== Work instructions ==
Give every line of the records exactly, please, from the first up to and including the one containing "has been applied.".

(Stored entries)
○ ○ ○ ○ ○ ○ ○

//! Shared sync pipeline entrypoint used by the CLI and the daemon.
//!
//! ```text
//! fetch → gate → extract → read sheet → reconcile → compile
//!       → (dry run stops here) → apply → record fingerprint
//! ```
//!
//! Nothing is written to the sheet before a complete plan exists, and the
//! fingerprint is only recorded once every operation has been applied.

use std::time::Duration;

use serde::{Deserialize, Serialize};

use internsync_core::{Config, InsertPolicy};
use internsync_extract::extract;

use crate::backend::SheetBackend;
use crate::error::{SheetError, SyncError, TransportError};
use crate::fingerprint::{fingerprint, FingerprintEntry, FingerprintStore};
use crate::plan::{ChangePlan, PlanMode, WriteOp};
use crate::reconcile::reconcile;
use crate::snapshot::SheetSnapshot;
use crate::source::SourceFetcher;
use crate::writer::{apply, ApplyReport};

/// Per-run switches.
#[derive(Debug, Clone, PartialEq, Eq)]
pub struct RunOptions {
    /// URL or path handed to the [`SourceFetcher`].
    pub source: String,
    /// Plan only; never touch the sheet or the fingerprint store.
    pub dry_run: bool,
    /// Skip the change-detection gate.
    pub force: bool,
    pub insert_policy: InsertPolicy,
    pub batch_rows: usize,
    pub write_delay: Duration,
}

impl RunOptions {
    pub fn from_config(config: &Config) -> Self {
        Self {
            source: config.source.clone(),
            dry_run: false,
            force: false,
            insert_policy: config.insert_policy,
            batch_rows: config.batch_rows,
            write_delay: config.write_delay(),
        }
    }
}

/// Everything a run talks to.
pub struct Collaborators<'a> {
    pub source: &'a dyn SourceFetcher,
    pub sheet: &'a mut dyn SheetBackend,
    pub fingerprints: &'a mut dyn FingerprintStore,
}

/// Counts describing one run.
#[derive(Debug, Clone, Default, PartialEq, Eq, Serialize, Deserialize)]
pub struct RunSummary {
    pub source: String,
    pub fingerprint: String,
    pub added: usize,
    pub updated: usize,
    pub unchanged: usize,
    pub duplicates: usize,
    /// Table rows skipped because they continued a non-existent company.
    pub orphaned: Vec<usize>,
    pub full_upload: bool,
}

/// How a run ended.
#[derive(Debug, Clone, PartialEq, Eq)]
pub enum RunOutcome {
    /// The source matched the recorded fingerprint; nothing was read or written.
    Unchanged { summary: RunSummary },
    /// Dry run: the plan and the operations it compiles to.
    Planned {
        summary: RunSummary,
        plan: ChangePlan,
        ops: Vec<WriteOp>,
    },
    /// Every operation was applied and the fingerprint recorded.
    Applied {
        summary: RunSummary,
        report: ApplyReport,
    },
}

impl RunOutcome {
    pub fn summary(&self) -> &RunSummary {
        match self {
            RunOutcome::Unchanged { summary }
            | RunOutcome::Planned { summary, .. }
            | RunOutcome::Applied { summary, .. } => summary,
        }
    }

    /// Short lowercase name for logs and status output.
    pub fn label(&self) -> &'static str {
        match self {
            RunOutcome::Unchanged { .. } => "unchanged",
            RunOutcome::Planned { .. } => "planned",
            RunOutcome::Applied { .. } => "applied",
        }
    }
}

/// Run the pipeline once.
pub fn run(collab: &mut Collaborators<'_>, opts: &RunOptions) -> Result<RunOutcome, SyncError> {
    tracing::info!("fetching {}", opts.source);
    let raw = collab.source.fetch(&opts.source)?;
    let digest = fingerprint(&raw);

    let mut summary = RunSummary {
        source: opts.source.clone(),
        fingerprint: digest.clone(),
        ..RunSummary::default()
    };

    if !opts.force {
        let last = collab.fingerprints.read_last_fingerprint(&opts.source)?;
        if last.as_deref() == Some(digest.as_str()) {
            tracing::info!("source unchanged since last run ({}), skipping", short(&digest));
            return Ok(RunOutcome::Unchanged { summary });
        }
    }

    let extraction = extract(&raw)?;
    summary.orphaned = extraction.orphaned;

    let values = collab
        .sheet
        .read_all()
        .map_err(|e| SyncError::Transport(TransportError::Sheet(e)))?;
    let snapshot = SheetSnapshot::from_values(values).map_err(|e| match e {
        layout @ SheetError::Layout(_) => SyncError::Layout(layout),
        other => SyncError::Transport(TransportError::Sheet(other)),
    })?;

    let plan = reconcile(extraction.postings, &snapshot);
    let ops = plan.compile(opts.insert_policy, opts.batch_rows);

    summary.added = plan.added();
    summary.updated = plan.updated();
    summary.unchanged = plan.unchanged;
    summary.duplicates = plan.duplicates;
    summary.full_upload = plan.mode == PlanMode::FullUpload;

    if opts.dry_run {
        tracing::info!(
            "dry run: would add {} and update {} rows in {} writes",
            summary.added,
            summary.updated,
            ops.len()
        );
        return Ok(RunOutcome::Planned { summary, plan, ops });
    }

    let report = apply(&ops, &mut *collab.sheet, opts.write_delay)?;
    collab.fingerprints.write_fingerprint(
        &opts.source,
        FingerprintEntry::new(digest.clone(), report.rows_added, report.rows_updated),
    )?;
    tracing::info!(
        "sync complete: {} added, {} updated, {} unchanged (fingerprint {})",
        report.rows_added,
        report.rows_updated,
        summary.unchanged,
        short(&digest)
    );
    Ok(RunOutcome::Applied { summary, report })
}

fn short(digest: &str) -> &str {
    digest.get(..12).unwrap_or(digest)
}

○ ○ ○ ○ ○ ○ ○

== Result for this exercise ==
//! Shared sync pipeline entrypoint used by the CLI and the daemon.
//!
//! ```text
//! fetch → gate → extract → read sheet → reconcile → compile
//!       → (dry run stops here) → apply → record fingerprint
//! ```
//!
//! Nothing is written to the sheet before a complete plan exists, and the
//! fingerprint is only recorded once every operation has been applied.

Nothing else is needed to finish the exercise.